Work Text:
What do you want to be when you grow up?”
He’s five years old, playing in the backyard while his momma watches from the porch.
“A knight,” he tells her raising the toy wooden sword above his head, “I get to ride a horse and fight dragons and save the princess!”
His momma laughs with a smile and tells him that no matter what she knows he’ll make her proud.
--
Dodge left, block a strike aimed at his head, goon number three has more skill than the first two. His hair cut says ex British paratrooper. His stance shows a recently injured right knee.

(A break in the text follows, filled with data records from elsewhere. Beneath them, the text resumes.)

use crate::codec::Codec;
use crate::filter::Rules;
use crate::negotiate::Preference;
use crate::pool::Pool;
use crate::registry::CodecRegistry;
use bytes::BytesMut;
use std::sync::Arc;

/// Default minimum body size for compression.
///
/// Deliberately small: below this the codec framing outweighs any saving.
/// Measure whether a larger value suits your workload.
pub const DEFAULT_MIN_SIZE: usize = 20;

/// Largest accepted minimum size; the whole prefix is held in memory.
pub const MAX_MIN_SIZE: usize = 16 * 1024 * 1024;

/// Immutable configuration shared by every service built from one layer.
#[derive(Debug)]
pub(crate) struct Config {
    pub(crate) rules: Rules,
    pub(crate) preference: Preference,
    pub(crate) registry: CodecRegistry,
    /// Most bytes held back before the decision; the filter never waits past it.
    pub(crate) buffer_limit: usize,
    pub(crate) buffers: Arc<Pool<BytesMut>>,
}

impl Config {
    pub(crate) fn new(
        rules: Rules,
        preference: Preference,
        registry: CodecRegistry,
        pool_capacity: Option<usize>,
    ) -> Self {
        // an empty buffer still waits for one byte when sniffing
        let buffer_limit = rules.min_size.max(1);
        Self {
            rules,
            preference,
            registry,
            buffer_limit,
            buffers: Arc::new(
                Pool::new(move || BytesMut::with_capacity(buffer_limit))
                    .with_capacity_limit(pool_capacity),
            ),
        }
    }

    /// Every compiled-in codec at its default level, [`DEFAULT_MIN_SIZE`],
    /// server preference and no content-type filter.
    pub(crate) fn defaults() -> Self {
        let mut registry = CodecRegistry::new();
        for codec in Codec::ALL {
            registry.register_codec(codec.provider(), codec.default_priority(), None);
        }
        let rules = Rules {
            min_size: DEFAULT_MIN_SIZE,
            content_types: None,
        };
        Self::new(rules, Preference::Server, registry, None)
    }
}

Elliot breaks the barely healed tendons with one solid kick. The man cries out and drops his guard. His neck snaps and Elliot is on to goon number four before the body hits the ground.
--
What do you want to be when you grow up?
He’s ten years, exploring the backwoods with big sister. He shrugs, “Dunno, maybe I’ll train horses like Aimee’s daddy.”
She ruffles his hair and he scowls but still beams when she says “Whatever you do I’m sure you’ll make momma proud.”
--
The trail of bodies in his wake grows longer with every job he takes for Damien Moreau. He tells himself he’s numb to it. That the lives taken and lives destroyed by him don’t matter. He wonders how long it’ll take before he starts believing it.
--
What do you want to be when you grow up?
He’s seventeen and angry, shouting at his father from across the kitchen. The enlistment papers that he’d hidden under his mattress strewn haphazardly across the table. He yells that Ma would have understood, would have been proud of him.
He leaves that night.
He doesn’t come back.
--
His last job for Moreau, though he doesn’t know it’s the last, is supposed to be easy. The Colonel is in Prague for two days supporting a cause Moreau opposes so his pet monster has been given a kill order.
Except the Colonel isn’t alone like he’s supposed to be.
And Damien knew. H e had to have known because he always knows.
Elliot has one rule. One condition for working for Moreau.
No kids.
The Colonel’s daughter sees her father die. Elliot knows he’ll never stop hearing her screams.
He drowns in the weight of his sins hunched in a back alley with the blood still dripping from his hands. He prays for the first time in years that heaven isn’t what they think it is, that his Momma can’t see what he’s become.